Search through the entries for the word "false" and copy every line that has it.

_Extracted entries_
□ □ □ □ □ □ □

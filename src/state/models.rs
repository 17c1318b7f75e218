use super::AppState;
use crate::store::Readable;
use crate::types::{Model, ProviderData};
use tracing::{debug, info};

impl AppState {
    /// Full replacement of the available models.
    pub fn set_models(&self, models: Vec<Model>) {
        info!(count = models.len(), "models loaded");
        self.available_models.set(models);
    }

    /// Full replacement of the provider list.
    pub fn set_providers(&self, providers: Vec<ProviderData>) {
        info!(
            count = providers.len(),
            valid = providers.iter().filter(|p| p.api_key_valid).count(),
            "providers loaded"
        );
        self.available_providers.set(providers);
    }

    pub fn select_model(&self, model: Model) {
        debug!(model = %model.qualified_name(), "select model");
        self.selected_model.set(Some(model));
    }

    pub fn clear_selected_model(&self) {
        debug!("clear selected model");
        self.selected_model.set(None);
    }

    /// Selects the available model with this provider and name. Returns
    /// `false` and leaves the selection alone when there is none.
    pub fn select_model_by_name(&self, provider_name: &str, model_name: &str) -> bool {
        let found = self.available_models.with(|models| {
            models
                .iter()
                .find(|m| m.provider_name == provider_name && m.model_name == model_name)
                .cloned()
        });
        match found {
            Some(model) => {
                self.select_model(model);
                true
            }
            None => {
                debug!(provider_name, model_name, "no such model");
                false
            }
        }
    }
}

□ □ □ □ □ □ □

_Output for this task_
    /// `false` and leaves the selection alone when there is none.
                false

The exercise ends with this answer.